Exercise instructions → In the records, each line holding "back" must be reported.

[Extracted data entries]
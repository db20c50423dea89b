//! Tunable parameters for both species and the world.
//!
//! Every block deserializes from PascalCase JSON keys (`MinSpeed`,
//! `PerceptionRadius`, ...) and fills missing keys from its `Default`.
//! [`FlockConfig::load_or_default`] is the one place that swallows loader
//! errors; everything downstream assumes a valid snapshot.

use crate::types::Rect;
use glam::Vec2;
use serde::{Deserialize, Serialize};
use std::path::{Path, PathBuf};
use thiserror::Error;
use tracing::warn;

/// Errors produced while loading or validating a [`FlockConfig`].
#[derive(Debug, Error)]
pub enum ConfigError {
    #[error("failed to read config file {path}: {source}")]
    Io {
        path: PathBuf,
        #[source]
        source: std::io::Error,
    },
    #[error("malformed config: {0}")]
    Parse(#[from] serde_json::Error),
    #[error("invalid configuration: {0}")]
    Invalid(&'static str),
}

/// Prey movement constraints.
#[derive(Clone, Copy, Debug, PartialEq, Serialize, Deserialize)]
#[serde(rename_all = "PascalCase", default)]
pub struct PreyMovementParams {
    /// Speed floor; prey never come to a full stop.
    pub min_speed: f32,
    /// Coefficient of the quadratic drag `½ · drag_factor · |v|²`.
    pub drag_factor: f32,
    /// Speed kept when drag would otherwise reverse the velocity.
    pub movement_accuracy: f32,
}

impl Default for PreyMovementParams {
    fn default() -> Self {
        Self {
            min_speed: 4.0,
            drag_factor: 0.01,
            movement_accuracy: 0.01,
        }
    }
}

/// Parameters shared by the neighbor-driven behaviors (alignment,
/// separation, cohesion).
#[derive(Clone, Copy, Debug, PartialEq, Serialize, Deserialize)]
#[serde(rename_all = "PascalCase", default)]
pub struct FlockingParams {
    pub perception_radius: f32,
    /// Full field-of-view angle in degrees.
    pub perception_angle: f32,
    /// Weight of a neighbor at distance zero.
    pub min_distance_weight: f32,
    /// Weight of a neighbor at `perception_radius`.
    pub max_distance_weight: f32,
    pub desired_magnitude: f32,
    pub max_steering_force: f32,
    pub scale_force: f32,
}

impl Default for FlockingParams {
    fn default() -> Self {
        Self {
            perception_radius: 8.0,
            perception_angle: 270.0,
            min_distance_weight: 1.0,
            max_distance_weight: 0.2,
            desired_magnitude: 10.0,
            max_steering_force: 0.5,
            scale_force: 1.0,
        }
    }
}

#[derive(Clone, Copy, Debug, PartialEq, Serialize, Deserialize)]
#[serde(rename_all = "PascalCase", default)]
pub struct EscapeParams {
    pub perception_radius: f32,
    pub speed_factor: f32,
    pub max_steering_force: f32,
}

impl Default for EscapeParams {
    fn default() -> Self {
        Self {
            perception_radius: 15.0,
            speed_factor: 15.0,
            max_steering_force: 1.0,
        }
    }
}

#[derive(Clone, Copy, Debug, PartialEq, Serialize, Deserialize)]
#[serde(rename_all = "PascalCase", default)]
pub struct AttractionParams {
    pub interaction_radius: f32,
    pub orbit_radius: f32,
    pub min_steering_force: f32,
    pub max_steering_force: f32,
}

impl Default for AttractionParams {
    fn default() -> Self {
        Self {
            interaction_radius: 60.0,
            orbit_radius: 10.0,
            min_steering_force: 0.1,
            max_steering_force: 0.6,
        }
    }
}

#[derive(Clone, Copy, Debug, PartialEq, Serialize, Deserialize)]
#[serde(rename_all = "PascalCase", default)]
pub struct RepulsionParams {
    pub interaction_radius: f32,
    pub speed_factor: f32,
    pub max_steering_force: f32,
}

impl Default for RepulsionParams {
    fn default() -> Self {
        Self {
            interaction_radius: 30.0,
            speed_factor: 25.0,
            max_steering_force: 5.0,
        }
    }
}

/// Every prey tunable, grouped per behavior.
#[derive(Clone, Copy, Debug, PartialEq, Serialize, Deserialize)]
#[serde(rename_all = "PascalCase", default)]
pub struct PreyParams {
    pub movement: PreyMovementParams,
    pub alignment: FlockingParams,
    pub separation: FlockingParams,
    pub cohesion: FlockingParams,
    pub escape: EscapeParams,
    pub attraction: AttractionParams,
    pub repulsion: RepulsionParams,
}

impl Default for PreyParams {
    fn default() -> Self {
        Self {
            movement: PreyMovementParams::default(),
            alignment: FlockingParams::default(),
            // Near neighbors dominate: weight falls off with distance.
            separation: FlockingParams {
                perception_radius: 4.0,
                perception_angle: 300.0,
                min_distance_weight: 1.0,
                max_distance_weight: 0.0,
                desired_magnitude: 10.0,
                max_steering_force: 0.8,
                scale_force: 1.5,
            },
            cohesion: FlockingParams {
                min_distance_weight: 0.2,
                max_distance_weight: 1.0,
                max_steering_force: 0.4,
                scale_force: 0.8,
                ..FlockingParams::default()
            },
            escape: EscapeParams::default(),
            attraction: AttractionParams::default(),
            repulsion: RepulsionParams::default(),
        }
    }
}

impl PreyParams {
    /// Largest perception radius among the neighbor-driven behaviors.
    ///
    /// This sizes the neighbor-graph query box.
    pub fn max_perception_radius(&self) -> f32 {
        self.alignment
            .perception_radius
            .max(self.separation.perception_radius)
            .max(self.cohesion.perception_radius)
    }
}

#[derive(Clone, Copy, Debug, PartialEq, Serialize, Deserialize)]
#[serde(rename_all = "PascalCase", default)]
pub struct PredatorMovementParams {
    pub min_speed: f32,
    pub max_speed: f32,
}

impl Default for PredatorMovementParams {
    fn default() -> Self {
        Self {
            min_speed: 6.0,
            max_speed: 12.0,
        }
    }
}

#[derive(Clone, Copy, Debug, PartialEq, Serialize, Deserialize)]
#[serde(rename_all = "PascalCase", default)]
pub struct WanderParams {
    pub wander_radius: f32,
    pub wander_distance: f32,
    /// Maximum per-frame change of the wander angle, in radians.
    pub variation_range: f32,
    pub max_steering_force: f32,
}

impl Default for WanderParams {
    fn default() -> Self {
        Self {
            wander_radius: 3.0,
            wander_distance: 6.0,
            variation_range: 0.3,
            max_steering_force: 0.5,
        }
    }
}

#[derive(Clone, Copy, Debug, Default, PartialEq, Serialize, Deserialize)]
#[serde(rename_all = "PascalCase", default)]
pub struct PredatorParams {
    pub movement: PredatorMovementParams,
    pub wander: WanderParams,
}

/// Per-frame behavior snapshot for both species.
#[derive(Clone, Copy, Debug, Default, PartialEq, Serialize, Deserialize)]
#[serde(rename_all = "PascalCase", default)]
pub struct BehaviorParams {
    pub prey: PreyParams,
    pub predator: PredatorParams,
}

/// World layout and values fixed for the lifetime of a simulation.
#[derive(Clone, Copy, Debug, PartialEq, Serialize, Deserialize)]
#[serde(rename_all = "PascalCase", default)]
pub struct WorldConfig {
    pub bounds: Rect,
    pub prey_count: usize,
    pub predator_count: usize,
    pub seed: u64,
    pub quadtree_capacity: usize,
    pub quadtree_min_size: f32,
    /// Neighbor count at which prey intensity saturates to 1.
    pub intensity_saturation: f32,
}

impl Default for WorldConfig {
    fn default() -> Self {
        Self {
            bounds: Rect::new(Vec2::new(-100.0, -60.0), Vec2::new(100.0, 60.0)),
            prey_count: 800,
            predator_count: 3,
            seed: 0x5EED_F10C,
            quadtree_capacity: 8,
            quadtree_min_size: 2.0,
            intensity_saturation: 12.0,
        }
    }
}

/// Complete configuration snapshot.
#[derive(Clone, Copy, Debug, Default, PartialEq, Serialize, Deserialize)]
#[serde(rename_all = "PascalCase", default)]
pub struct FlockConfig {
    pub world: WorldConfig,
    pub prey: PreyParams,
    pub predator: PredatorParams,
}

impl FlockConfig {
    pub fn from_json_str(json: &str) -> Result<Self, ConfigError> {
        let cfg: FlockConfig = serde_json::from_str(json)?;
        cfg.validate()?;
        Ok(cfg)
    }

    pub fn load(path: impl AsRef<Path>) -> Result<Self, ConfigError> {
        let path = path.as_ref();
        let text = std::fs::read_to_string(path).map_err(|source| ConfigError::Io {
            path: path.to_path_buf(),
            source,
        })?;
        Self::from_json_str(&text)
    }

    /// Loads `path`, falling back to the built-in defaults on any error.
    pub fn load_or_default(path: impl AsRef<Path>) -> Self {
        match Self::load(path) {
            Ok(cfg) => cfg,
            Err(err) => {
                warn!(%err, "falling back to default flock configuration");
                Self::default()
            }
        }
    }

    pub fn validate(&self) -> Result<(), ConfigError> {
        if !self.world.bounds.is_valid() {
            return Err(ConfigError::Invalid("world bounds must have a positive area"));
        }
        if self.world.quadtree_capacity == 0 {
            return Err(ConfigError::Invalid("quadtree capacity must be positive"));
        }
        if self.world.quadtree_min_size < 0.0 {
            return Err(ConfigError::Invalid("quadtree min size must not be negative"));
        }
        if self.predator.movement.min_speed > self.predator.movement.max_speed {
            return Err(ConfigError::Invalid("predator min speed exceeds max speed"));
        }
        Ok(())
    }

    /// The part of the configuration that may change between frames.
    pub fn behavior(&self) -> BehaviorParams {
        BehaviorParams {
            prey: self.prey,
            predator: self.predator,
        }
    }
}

Task response →
    /// Loads `path`, falling back to the built-in defaults on any error.
                warn!(%err, "falling back to default flock configuration");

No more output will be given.